**WHAT YOU NEED TO DO**
Looking through the data, please report how many lines contain the string "over", giving nothing but the number.

----

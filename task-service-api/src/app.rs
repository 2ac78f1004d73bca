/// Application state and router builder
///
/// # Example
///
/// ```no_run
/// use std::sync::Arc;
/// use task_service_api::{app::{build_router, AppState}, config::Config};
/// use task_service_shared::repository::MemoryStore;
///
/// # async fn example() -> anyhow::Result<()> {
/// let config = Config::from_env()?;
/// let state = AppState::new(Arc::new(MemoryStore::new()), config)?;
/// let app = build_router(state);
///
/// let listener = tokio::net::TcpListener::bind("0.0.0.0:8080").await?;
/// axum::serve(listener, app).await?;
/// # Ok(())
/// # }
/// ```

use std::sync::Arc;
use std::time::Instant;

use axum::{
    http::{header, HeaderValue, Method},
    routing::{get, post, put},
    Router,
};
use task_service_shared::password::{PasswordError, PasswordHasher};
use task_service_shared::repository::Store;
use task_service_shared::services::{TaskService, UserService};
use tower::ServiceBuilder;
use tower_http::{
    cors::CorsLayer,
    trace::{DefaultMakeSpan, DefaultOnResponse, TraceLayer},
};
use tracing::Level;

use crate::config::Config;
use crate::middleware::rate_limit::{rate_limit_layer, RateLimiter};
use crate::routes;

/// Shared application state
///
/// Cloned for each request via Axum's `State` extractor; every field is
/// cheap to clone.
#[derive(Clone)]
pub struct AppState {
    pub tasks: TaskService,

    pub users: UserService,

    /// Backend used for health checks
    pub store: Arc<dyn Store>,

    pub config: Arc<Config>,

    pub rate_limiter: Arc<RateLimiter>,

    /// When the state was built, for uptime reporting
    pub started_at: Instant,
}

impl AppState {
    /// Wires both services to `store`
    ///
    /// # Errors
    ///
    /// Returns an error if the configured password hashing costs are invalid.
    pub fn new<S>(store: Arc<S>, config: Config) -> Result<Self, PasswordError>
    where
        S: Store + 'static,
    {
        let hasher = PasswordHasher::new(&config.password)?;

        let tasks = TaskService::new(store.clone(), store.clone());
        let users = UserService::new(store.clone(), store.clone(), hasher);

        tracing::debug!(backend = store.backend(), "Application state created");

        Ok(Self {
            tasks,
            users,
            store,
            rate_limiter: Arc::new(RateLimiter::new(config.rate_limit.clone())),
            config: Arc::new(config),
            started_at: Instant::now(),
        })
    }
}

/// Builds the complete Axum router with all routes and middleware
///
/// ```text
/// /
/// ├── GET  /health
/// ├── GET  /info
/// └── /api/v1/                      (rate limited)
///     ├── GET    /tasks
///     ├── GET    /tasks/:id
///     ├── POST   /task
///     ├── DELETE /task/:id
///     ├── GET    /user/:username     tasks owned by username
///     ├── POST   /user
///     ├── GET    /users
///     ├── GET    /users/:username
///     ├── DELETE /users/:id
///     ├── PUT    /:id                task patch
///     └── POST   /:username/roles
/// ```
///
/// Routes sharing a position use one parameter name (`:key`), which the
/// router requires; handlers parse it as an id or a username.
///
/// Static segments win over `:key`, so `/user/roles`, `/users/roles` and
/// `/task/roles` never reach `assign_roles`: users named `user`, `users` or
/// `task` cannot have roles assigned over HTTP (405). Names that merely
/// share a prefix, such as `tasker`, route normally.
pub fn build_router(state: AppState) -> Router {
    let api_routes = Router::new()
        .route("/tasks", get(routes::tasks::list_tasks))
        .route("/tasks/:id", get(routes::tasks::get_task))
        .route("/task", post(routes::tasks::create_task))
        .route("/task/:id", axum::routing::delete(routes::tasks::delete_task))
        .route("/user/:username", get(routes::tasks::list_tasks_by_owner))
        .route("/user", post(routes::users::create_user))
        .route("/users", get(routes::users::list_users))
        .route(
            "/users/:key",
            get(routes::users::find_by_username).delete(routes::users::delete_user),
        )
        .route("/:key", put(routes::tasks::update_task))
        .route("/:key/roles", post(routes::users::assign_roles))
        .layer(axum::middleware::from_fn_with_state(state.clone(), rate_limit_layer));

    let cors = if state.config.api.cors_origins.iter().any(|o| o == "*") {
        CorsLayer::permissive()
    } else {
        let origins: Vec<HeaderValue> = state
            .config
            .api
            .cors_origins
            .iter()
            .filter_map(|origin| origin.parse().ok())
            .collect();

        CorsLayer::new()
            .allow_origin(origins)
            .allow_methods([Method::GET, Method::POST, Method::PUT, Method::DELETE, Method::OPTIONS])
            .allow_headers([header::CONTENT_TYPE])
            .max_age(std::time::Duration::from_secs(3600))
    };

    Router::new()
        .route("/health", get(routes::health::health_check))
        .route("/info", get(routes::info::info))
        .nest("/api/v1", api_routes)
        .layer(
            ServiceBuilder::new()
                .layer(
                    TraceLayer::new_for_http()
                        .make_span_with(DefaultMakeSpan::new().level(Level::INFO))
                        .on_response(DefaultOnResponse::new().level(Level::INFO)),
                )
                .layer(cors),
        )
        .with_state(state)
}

----

**WRITTEN ANSWER**
2